### Data supplied ###
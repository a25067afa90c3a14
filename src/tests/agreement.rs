use std::collections::HashMap;

use crate::{
    AgreementMatcher, EntityType, FeatureExtractor, Gender, MatchOutcome, Mention, ParseTree,
    Rejection,
};

struct Fixture {
    names: HashMap<String, Gender>,
    nouns: HashMap<String, String>,
}

impl Fixture {
    fn new() -> Self {
        let names = [("maria", Gender::Female), ("john", Gender::Male)]
            .into_iter()
            .map(|(name, gender)| (name.to_string(), gender))
            .collect();
        let nouns = [("president", "person"), ("man", "person"), ("company", "group")]
            .into_iter()
            .map(|(word, ty)| (word.to_string(), ty.to_string()))
            .collect();
        Self { names, nouns }
    }

    fn matcher(&self) -> AgreementMatcher<'_> {
        AgreementMatcher::new(FeatureExtractor::new(&self.names, &self.nouns))
    }
}

fn parse(text: &str) -> ParseTree {
    ParseTree::from_bracketed(text).unwrap()
}

fn mention<'t>(tree: &'t ParseTree, text: &str, entity_type: EntityType) -> Mention<'t> {
    let node = tree
        .find("NP", text)
        .unwrap_or_else(|| panic!("no NP {:?} in {}", text, tree));
    Mention::new(tree, node, entity_type)
}

/// Pronoun in one sentence, candidate in another.
fn outcome(
    fixture: &Fixture,
    pronoun: &str,
    candidate: &str,
    candidate_type: EntityType,
) -> MatchOutcome {
    let pronoun_tree = parse(&format!("(ROOT (S (NP (PRP {})) (VP (VBD left))))", pronoun));
    let candidate_tree = parse(candidate);
    let pronoun = Mention::new(
        &pronoun_tree,
        pronoun_tree.find("NP", pronoun).unwrap(),
        EntityType::None,
    );
    let candidate = Mention::new(&candidate_tree, candidate_tree.root(), candidate_type);
    fixture.matcher().explain(&pronoun, &candidate)
}

#[test]
fn she_resolves_to_a_female_name() {
    let fixture = Fixture::new();
    let tree = parse(
        "(ROOT (S (NP (NNP Maria)) (VP (VBD said) (SBAR (S (NP (PRP she)) (VP (VBD won)))))))",
    );
    let maria = mention(&tree, "Maria", EntityType::Person);
    let she = mention(&tree, "she", EntityType::None);

    assert!(fixture.matcher().check_pronominal_match(&she, &maria));
}

#[test]
fn he_does_not_resolve_to_an_untyped_common_noun() {
    // "he" is a person; "the committee" has no entity tag, so its personhood
    // is undetermined, which is not in the person class.
    let fixture = Fixture::new();
    let result = outcome(
        &fixture,
        "he",
        "(NP (DT the) (NN committee))",
        EntityType::None,
    );
    assert_eq!(result, MatchOutcome::Rejected(Rejection::Personhood));
}

#[test]
fn first_person_never_resolves_to_a_noun_phrase() {
    let fixture = Fixture::new();
    let result = outcome(
        &fixture,
        "I",
        "(NP (DT the) (NN president))",
        EntityType::None,
    );
    assert_eq!(result, MatchOutcome::Rejected(Rejection::FirstPersonNominal));

    // every feature agrees, the perspective rule still wins
    let result = outcome(&fixture, "I", "(NP (NNP John))", EntityType::Person);
    assert_eq!(result, MatchOutcome::Rejected(Rejection::FirstPersonNominal));
}

#[test]
fn first_person_resolves_to_another_first_person_pronoun() {
    let fixture = Fixture::new();
    let result = outcome(
        &fixture,
        "I",
        "(ROOT (S (NP (PRP I)) (VP (VBD arrived))))",
        EntityType::None,
    );
    // the candidate here is the ROOT, which is not a pronoun
    assert_eq!(result, MatchOutcome::Rejected(Rejection::FirstPersonNominal));

    let earlier = parse("(ROOT (S (NP (PRP I)) (VP (VBD arrived))))");
    let later = parse("(ROOT (S (NP (PRP I)) (VP (VBD left))))");
    let first = mention(&earlier, "I", EntityType::None);
    let second = mention(&later, "I", EntityType::None);
    assert!(fixture.matcher().check_pronominal_match(&second, &first));
}

#[test]
fn pronoun_cannot_corefer_with_a_phrase_containing_it() {
    let fixture = Fixture::new();
    let tree = parse(
        "(ROOT (S (NP (NP (DT the) (NN man)) (SBAR (WHNP (WP who)) (S (NP (PRP he)) (VP (VBD saw))))) (VP (VBD left))))",
    );
    let he = mention(&tree, "he", EntityType::None);
    let containing = mention(&tree, "the man who he saw", EntityType::None);
    let inner = mention(&tree, "the man", EntityType::None);

    let matcher = fixture.matcher();
    assert_eq!(
        matcher.explain(&he, &containing),
        MatchOutcome::Rejected(Rejection::Dominated)
    );
    assert!(!matcher.check_pronominal_match(&he, &containing));
    assert!(matcher.check_pronominal_match(&he, &inner));
}

#[test]
fn they_resolves_to_plural_phrases() {
    let fixture = Fixture::new();
    assert_eq!(
        outcome(
            &fixture,
            "they",
            "(NP (DT the) (NNS committees))",
            EntityType::None
        ),
        MatchOutcome::Compatible
    );
    assert_eq!(
        outcome(&fixture, "they", "(NP (NNP John))", EntityType::Person),
        MatchOutcome::Rejected(Rejection::Number)
    );
}

#[test]
fn missing_gender_does_not_match_female() {
    let fixture = Fixture::new();
    // "they" has no gender and Maria is female
    assert_eq!(
        outcome(&fixture, "they", "(NP (NNP Maria))", EntityType::Person),
        MatchOutcome::Rejected(Rejection::Gender)
    );
    // "he" matches a person whose gender is unknown
    assert_eq!(
        outcome(
            &fixture,
            "he",
            "(NP (DT the) (NN president))",
            EntityType::None
        ),
        MatchOutcome::Compatible
    );
    // "she" does not
    assert_eq!(
        outcome(
            &fixture,
            "she",
            "(NP (DT the) (NN president))",
            EntityType::None
        ),
        MatchOutcome::Rejected(Rejection::Gender)
    );
}

#[test]
fn it_resolves_to_organizations_not_people() {
    let fixture = Fixture::new();
    assert_eq!(
        outcome(
            &fixture,
            "it",
            "(NP (DT the) (NN company))",
            EntityType::Organization
        ),
        MatchOutcome::Compatible
    );
    assert_eq!(
        outcome(&fixture, "it", "(NP (NNP Maria))", EntityType::Person),
        MatchOutcome::Rejected(Rejection::Personhood)
    );
}

#[test]
fn undetermined_number_never_matches() {
    let fixture = Fixture::new();
    assert_eq!(
        outcome(&fixture, "it", "(NP (DT the) (JJ rich))", EntityType::None),
        MatchOutcome::Rejected(Rejection::Number)
    );
}

#[test]
#[should_panic(expected = "non-pronominal")]
fn rejects_non_pronominal_mention() {
    let fixture = Fixture::new();
    let tree = parse("(ROOT (S (NP (NNP Maria)) (VP (VBD met) (NP (NNP John)))))");
    let maria = mention(&tree, "Maria", EntityType::Person);
    let john = mention(&tree, "John", EntityType::Person);
    fixture.matcher().check_pronominal_match(&maria, &john);
}

#[test]
fn matcher_is_shareable_across_threads() {
    let fixture = Fixture::new();
    let matcher = fixture.matcher();
    let tree = parse(
        "(ROOT (S (NP (NNP Maria)) (VP (VBD said) (SBAR (S (NP (PRP she)) (VP (VBD won)))))))",
    );
    let maria = mention(&tree, "Maria", EntityType::Person);
    let she = mention(&tree, "she", EntityType::None);

    let results: Vec<bool> = std::thread::scope(|scope| {
        let handles: Vec<_> = (0..4)
            .map(|_| scope.spawn(|| matcher.check_pronominal_match(&she, &maria)))
            .collect();
        handles.into_iter().map(|h| h.join().unwrap()).collect()
    });
    assert_eq!(results, [true; 4]);
}
#![doc(
    html_logo_url = "https://raw.githubusercontent.com/storyscript/layered-nlp/main/assets/layered-nlp.svg",
    issue_tracker_base_url = "https://github.com/storyscript/layered-nlp/issues/"
)]

//! Dictionaries for layered-coref.
//!
//! Gender and personhood of non-pronominal mentions come from two lookups:
//! first names to gender, and head words to a semantic noun type. This crate
//! provides hash-map tables for both, loaded from tab-separated files, and a
//! small bundled default.
//!
//! ## Usage
//!
//! ```
//! use layered_coref::{EntityType, Mention, ParseTree};
//! use layered_lexicon::Lexicon;
//!
//! let tree = ParseTree::from_bracketed(
//!     "(ROOT (S (NP (NNP Mary)) (VP (VBD thanked) (NP (PRP him)))))",
//! )?;
//! let mary = Mention::new(&tree, tree.find("NP", "Mary").unwrap(), EntityType::Person);
//! let him = Mention::new(&tree, tree.find("NP", "him").unwrap(), EntityType::None);
//!
//! let matcher = Lexicon::builtin().matcher();
//! assert!(!matcher.check_pronominal_match(&him, &mary));
//! # Ok::<(), layered_coref::CorefError>(())
//! ```
//!
//! Loading from configuration:
//!
//! ```ignore
//! let lexicon = LexiconConfig::load(Path::new("lexicon.toml"))?.build()?;
//! let matcher = lexicon.matcher();
//! ```

mod config;
mod error;
mod lexicon;
mod table;

pub use config::LexiconConfig;
pub use error::{LexiconError, LexiconResult};
pub use lexicon::Lexicon;
pub use table::{FirstNameTable, NounTypeTable};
###
* **Required action**
A single number, please: the count of lines above that contain the string "left".

* **Output for this task**
3